All I'm saying is that you can not argue with the math. It doesn't add up. Your #'s are simply impossible. 

One of the 3 numbers are wrong.


----------



## tortuga

nate you are correct. my 2 way
average was 36.6 at 5850 rpm.


----------



## nate.

I'm not trying to be a dick. You can't change math. 1+1 will always equal 2. Here....
http://www.hydrostreamforums.com/prop-slip-calculator

1 of the following is incorrect....

5600 rpm
2.67 gears
42 mph
20 pitch prop

Or you were running with the wind and the current.


----------



## paint it black

there was no wind in the video above.
But yes, if I'm riding into a strong current it slows me down a mph or two. depending if I'm running into the wind and current. But who's to say what the true top speed is? I guess I'd have to run it where there is no wind and no current?
That's why I gave a range of my top speed. low end is into wind/current, top speed is with wind/current.

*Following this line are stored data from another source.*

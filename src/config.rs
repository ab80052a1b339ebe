// 该文件是 Chewei （车位） 项目的一部分。
// src/config.rs - 级联阈值配置
//
// 本文件根据 Apache 许可证第 2.0 版（以下简称“许可证”）授权使用；
// 除非遵守该许可证条款，否则您不得使用本文件。
// 您可通过以下网址获取许可证副本：
// http://www.apache.org/licenses/LICENSE-2.0
// 除非适用法律要求或书面同意，根据本许可协议分发的软件均按“原样”提供，
// 不附带任何形式的明示或暗示的保证或条件。
// 有关许可权限与限制的具体条款，请参阅本许可协议。
//
// Copyright (C) 2026 Johann Li <me@qinka.pro>, Wareless Group

use serde::Serialize;
use thiserror::Error;

pub const DEFAULT_DETECTOR_CONFIDENCE: f32 = 0.3;
pub const DEFAULT_OVERLAP_THRESHOLD: f32 = 0.5;
pub const DEFAULT_OCCUPANCY_THRESHOLD: f32 = 0.7;

#[derive(Error, Debug, PartialEq)]
pub enum ConfigError {
  #[error("阈值 {name} 必须位于 [0, 1] 区间内, 实际为 {value}")]
  OutOfRange { name: &'static str, value: f32 },
}

/// 每次运行可独立调整的三个阈值
#[derive(Debug, Clone, Copy, PartialEq, Serialize)]
pub struct CascadeConfig {
  /// 检测置信度阈值，低于该值的区域被丢弃
  pub detector_confidence: f32,
  /// 重叠抑制（NMS）阈值
  pub overlap_threshold: f32,
  /// 占用判定阈值
  pub occupancy_threshold: f32,
}

impl Default for CascadeConfig {
  fn default() -> Self {
    Self {
      detector_confidence: DEFAULT_DETECTOR_CONFIDENCE,
      overlap_threshold: DEFAULT_OVERLAP_THRESHOLD,
      occupancy_threshold: DEFAULT_OCCUPANCY_THRESHOLD,
    }
  }
}

impl CascadeConfig {
  pub fn with_detector_confidence(mut self, value: f32) -> Self {
    self.detector_confidence = value;
    self
  }

  pub fn with_overlap_threshold(mut self, value: f32) -> Self {
    self.overlap_threshold = value;
    self
  }

  pub fn with_occupancy_threshold(mut self, value: f32) -> Self {
    self.occupancy_threshold = value;
    self
  }

  pub fn validate(&self) -> Result<(), ConfigError> {
    for (name, value) in [
      ("detector_confidence", self.detector_confidence),
      ("overlap_threshold", self.overlap_threshold),
      ("occupancy_threshold", self.occupancy_threshold),
    ] {
      if !value.is_finite() || !(0.0..=1.0).contains(&value) {
        return Err(ConfigError::OutOfRange { name, value });
      }
    }
    Ok(())
  }
}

You can argue as much as you want, but I'm just telling you what my GPS and my tach are reading.

In this video, you can see me take the other copperhead that's running the etec 60 with an 18 pitch Raker. And I wasn't even WOT.

http://www.youtube.com/watch?v=XSqn8_abLRk&list=UU0Y3jrPrG13iWeDR2MGte5g&index=6&feature=plcp


----------



## nate.

You are right. The math equation must be wrong.


----------



## nate.

Here's some examples of my different #'s....

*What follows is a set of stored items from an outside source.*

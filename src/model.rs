// 该文件是 Chewei （车位） 项目的一部分。
// src/model.rs - 模型能力接口与检测结果定义
//
// 本文件根据 Apache 许可证第 2.0 版（以下简称“许可证”）授权使用；
// 除非遵守该许可证条款，否则您不得使用本文件。
// 您可通过以下网址获取许可证副本：
// http://www.apache.org/licenses/LICENSE-2.0
// 除非适用法律要求或书面同意，根据本许可协议分发的软件均按“原样”提供，
// 不附带任何形式的明示或暗示的保证或条件。
// 有关许可权限与限制的具体条款，请参阅本许可协议。
//
// Copyright (C) 2026 Johann Li <me@qinka.pro>, Wareless Group

use image::RgbImage;
use serde::Serialize;
use thiserror::Error;
use url::Url;

#[cfg(feature = "rknpu")]
use crate::FromUrlWithScheme;
use crate::{FromUrl, frame::SlotCrop};

pub mod yolo;

#[cfg(feature = "rknpu")]
mod rknn;
#[cfg(feature = "rknpu")]
pub use self::rknn::{RknnError, RknnSlotClassifier, RknnSlotClassifierBuilder, RknnYolov8, RknnYolov8Builder};

/// 像素坐标系下的轴对齐边界框，原点位于左上角，右/下边界不含
#[derive(Debug, Clone, Copy, PartialEq, Eq, Hash, Serialize)]
pub struct PixelBox {
  pub x_min: i32,
  pub y_min: i32,
  pub x_max: i32,
  pub y_max: i32,
}

impl PixelBox {
  pub const fn new(x_min: i32, y_min: i32, x_max: i32, y_max: i32) -> Self {
    Self {
      x_min,
      y_min,
      x_max,
      y_max,
    }
  }

  /// 由浮点 [x_min, y_min, x_max, y_max] 转换，向零截断
  pub fn from_xyxy(bbox: [f32; 4]) -> Self {
    Self::new(bbox[0] as i32, bbox[1] as i32, bbox[2] as i32, bbox[3] as i32)
  }

  pub fn width(&self) -> i32 {
    self.x_max.saturating_sub(self.x_min)
  }

  pub fn height(&self) -> i32 {
    self.y_max.saturating_sub(self.y_min)
  }

  /// 面积为零或为负
  pub fn is_degenerate(&self) -> bool {
    self.width() <= 0 || self.height() <= 0
  }

  pub fn center(&self) -> (i32, i32) {
    (
      ((self.x_min as i64 + self.x_max as i64) / 2) as i32,
      ((self.y_min as i64 + self.y_max as i64) / 2) as i32,
    )
  }

  /// 裁剪到 `[0, width) x [0, height)`，裁剪后为空则返回 `None`
  pub fn clip(&self, width: u32, height: u32) -> Option<PixelBox> {
    let w = i32::try_from(width).unwrap_or(i32::MAX);
    let h = i32::try_from(height).unwrap_or(i32::MAX);

    let clipped = PixelBox::new(
      self.x_min.max(0),
      self.y_min.max(0),
      self.x_max.min(w),
      self.y_max.min(h),
    );

    if clipped.is_degenerate() {
      None
    } else {
      Some(clipped)
    }
  }
}

impl std::fmt::Display for PixelBox {
  fn fmt(&self, f: &mut std::fmt::Formatter<'_>) -> std::fmt::Result {
    write!(
      f,
      "({}, {}, {}, {})",
      self.x_min, self.y_min, self.x_max, self.y_max
    )
  }
}

/// 一个候选车位区域
#[derive(Debug, Clone, Copy, PartialEq)]
pub struct DetectItem {
  pub score: f32,
  pub bbox: PixelBox,
}

#[derive(Debug, Clone, Default, PartialEq)]
pub struct DetectResult {
  pub items: Box<[DetectItem]>,
}

impl DetectResult {
  pub fn len(&self) -> usize {
    self.items.len()
  }

  pub fn is_empty(&self) -> bool {
    self.items.is_empty()
  }

  pub fn iter(&self) -> std::slice::Iter<'_, DetectItem> {
    self.items.iter()
  }
}

impl From<Vec<DetectItem>> for DetectResult {
  fn from(items: Vec<DetectItem>) -> Self {
    Self {
      items: items.into_boxed_slice(),
    }
  }
}

/// 第一阶段：车位区域检测
///
/// 返回顺序即检测器自身的输出顺序，调用方不会重新排序。
/// 没有任何区域超过阈值时返回空结果，这不是错误。
pub trait RegionDetector {
  type Error: std::error::Error + Send + Sync + 'static;

  fn detect(
    &self,
    image: &RgbImage,
    confidence_threshold: f32,
    overlap_threshold: f32,
  ) -> Result<DetectResult, Self::Error>;
}

/// 第二阶段：车位占用分类
///
/// 输入已经缩放并归一化，实现不应再做预处理。相同输入必须得到相同输出。
pub trait OccupancyClassifier<const W: u32, const H: u32> {
  type Error: std::error::Error + Send + Sync + 'static;

  fn classify(&self, crop: &SlotCrop<W, H>) -> Result<f32, Self::Error>;
}

#[derive(Error, Debug)]
pub enum ModelLoadError {
  #[error("模型加载错误: {0}")]
  Io(#[from] std::io::Error),
  #[error("模型无效: {0}")]
  Invalid(String),
  #[error("模型参数错误: {0}")]
  BadParameter(String),
  #[error("URI 方案不匹配: {0}")]
  SchemeMismatch(String),
}

#[derive(Error, Debug, PartialEq)]
pub enum InferenceError {
  #[error("分类器输出非有限值: {0}")]
  NonFinite(f32),
  #[error("分类器输出超出 [0, 1] 范围: {0}")]
  OutOfRange(f32),
  #[error("推理后端错误: {0}")]
  Backend(String),
}

/// 检查分类器输出是否为合法概率
pub fn check_probability(probability: f32) -> Result<f32, InferenceError> {
  if !probability.is_finite() {
    return Err(InferenceError::NonFinite(probability));
  }
  if !(0.0..=1.0).contains(&probability) {
    return Err(InferenceError::OutOfRange(probability));
  }
  Ok(probability)
}

/// 按 URL 方案选择的检测模型
pub enum DetectorWrapper {
  #[cfg(feature = "rknpu")]
  Yolov8(RknnYolov8),
}

impl FromUrl for DetectorWrapper {
  type Error = ModelLoadError;

  fn from_url(url: &Url) -> Result<Self, Self::Error> {
    match url.scheme() {
      #[cfg(feature = "rknpu")]
      RknnYolov8Builder::SCHEME => {
        let model = RknnYolov8Builder::from_url(url)?.build()?;
        Ok(DetectorWrapper::Yolov8(model))
      }
      other => Err(ModelLoadError::SchemeMismatch(format!(
        "不支持的检测模型方案 '{}'",
        other
      ))),
    }
  }
}

impl RegionDetector for DetectorWrapper {
  type Error = InferenceError;

  #[allow(unused_variables)]
  fn detect(
    &self,
    image: &RgbImage,
    confidence_threshold: f32,
    overlap_threshold: f32,
  ) -> Result<DetectResult, Self::Error> {
    match *self {
      #[cfg(feature = "rknpu")]
      DetectorWrapper::Yolov8(ref model) => model
        .detect(image, confidence_threshold, overlap_threshold)
        .map_err(|e| InferenceError::Backend(e.to_string())),
    }
  }
}

/// 按 URL 方案选择的占用分类模型
pub enum ClassifierWrapper<const W: u32, const H: u32> {
  #[cfg(feature = "rknpu")]
  Rknn(RknnSlotClassifier<W, H>),
}

impl<const W: u32, const H: u32> FromUrl for ClassifierWrapper<W, H> {
  type Error = ModelLoadError;

  fn from_url(url: &Url) -> Result<Self, Self::Error> {
    match url.scheme() {
      #[cfg(feature = "rknpu")]
      RknnSlotClassifierBuilder::SCHEME => {
        let model = RknnSlotClassifierBuilder::from_url(url)?.build()?;
        Ok(ClassifierWrapper::Rknn(model))
      }
      other => Err(ModelLoadError::SchemeMismatch(format!(
        "不支持的分类模型方案 '{}'",
        other
      ))),
    }
  }
}

impl<const W: u32, const H: u32> OccupancyClassifier<W, H> for ClassifierWrapper<W, H> {
  type Error = InferenceError;

  #[allow(unused_variables)]
  fn classify(&self, crop: &SlotCrop<W, H>) -> Result<f32, Self::Error> {
    match *self {
      #[cfg(feature = "rknpu")]
      ClassifierWrapper::Rknn(ref model) => model
        .classify(crop)
        .map_err(|e| InferenceError::Backend(e.to_string())),
    }
  }
}
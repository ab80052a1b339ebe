// 该文件是 Chewei （车位） 项目的一部分。
// src/main.rs - 项目主程序
//
// 本文件根据 Apache 许可证第 2.0 版（以下简称“许可证”）授权使用；
// 除非遵守该许可证条款，否则您不得使用本文件。
// 您可通过以下网址获取许可证副本：
// http://www.apache.org/licenses/LICENSE-2.0
// 除非适用法律要求或书面同意，根据本许可协议分发的软件均按“原样”提供，
// 不附带任何形式的明示或暗示的保证或条件。
// 有关许可权限与限制的具体条款，请参阅本许可协议。
//
// Copyright (C) 2026 Johann Li <me@qinka.pro>, Wareless Group

mod args;

use anyhow::{Context, Result};
use clap::Parser;
use tracing::info;

use chewei::{
  FromUrl,
  cascade::Cascade,
  frame::{CLASSIFIER_INPUT_H, CLASSIFIER_INPUT_W},
  input::ImageFileInput,
  model::{ClassifierWrapper, DetectorWrapper},
  output::{
    AnnotatedDirectoryOutput,
    record::{save_report_json, save_summary_csv},
  },
  task::{BatchTask, Task},
};

fn main() -> Result<()> {
  tracing_subscriber::fmt::init();

  let args = args::Args::parse();
  let config = args.config();
  config.validate()?;

  info!("检测模型: {}", args.detector);
  info!("分类模型: {}", args.classifier);
  info!("输入来源: {}", args.input);
  info!("输出目录: {}", args.output);
  info!(
    "阈值: 检测置信度 {}, NMS {}, 占用 {}",
    config.detector_confidence, config.overlap_threshold, config.occupancy_threshold
  );

  // 模型加载失败直接退出，此时尚未处理任何图像
  let detector = DetectorWrapper::from_url(&args.detector)
    .with_context(|| format!("无法加载检测模型 {}", args.detector))?;
  let classifier =
    ClassifierWrapper::<CLASSIFIER_INPUT_W, CLASSIFIER_INPUT_H>::from_url(&args.classifier)
      .with_context(|| format!("无法加载分类模型 {}", args.classifier))?;
  info!("模型加载完成");

  let input = ImageFileInput::from_url(&args.input_url()?)?;
  let output = AnnotatedDirectoryOutput::from_url(&args.output_url()?)?;
  let cascade: Cascade<_, _> = Cascade::new(detector, classifier);

  let report = BatchTask::new(config)
    .with_max_images(args.max_images)
    .with_slot_record(args.slots_csv.clone())
    .with_ctrlc()?
    .run_task(input, &cascade, output)?;

  save_summary_csv(&args.summary_csv, &report.images)?;
  if let Some(path) = &args.report {
    save_report_json(path, &report)?;
  }

  info!(
    "全部完成: 车位 {}, 占用 {}, 空闲 {}",
    report.images.total_slots(),
    report.images.occupied_count(),
    report.images.empty_count()
  );
  info!("{}", report.stats);

  Ok(())
}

This is my fastest run and is real herd to do...

6100 rpm
23 raker
1.87 gears
63.4 mph
10.76% slip

I can do this at will regardless of load...
5050 rpm
24 merc fury
1.87 gears
59.4 mph
3.22% slip


----------



## paint it black

So you're saying my GPS is lying? I don't know what you're getting at. You're telling me that I'm lying. I'm telling you what my boat is doing. With video showing the speed. The RPM's do not go over 5600 on my ETEC tachometer. 
I've ran 37-38mph at 5000 rpm's after playing trim and tilt in the right conditions.
But usually at 5000 rpm's I'm between 31-34mph.


----------



## Megalops

> I'm not trying to be a dick. You can't change math. 1+1 will always equal 2. Here....
> http://www.hydrostreamforums.com/prop-slip-calculator


Thanks, always wondered how slip was calc'd.


----------



## nate.

> The RPM's do not go over 5600 on my ETEC tachometer.


your tach only reads to 5600 or the rpms dont rev past the 5600 mark?


----------



## paint it black

> The RPM's do not go over 5600 on my ETEC tachometer.
> 
> 
> 
> your tach only reads to 5600 or the rpms dont rev past the 5600 mark?
Click to expand...


When I'm running, trimmed out, where it needs to be. It's at 5600 rpm. If I trim up higher, the rpms will go up, but it blows out. The tach reads over 6000 rpm's.


----------



## nate.

stock gears in that 60 e-tec?


----------



## SilentHunter

why 20 questions man?  the guy showed u a video of his boat doing 40 what more do you want from him???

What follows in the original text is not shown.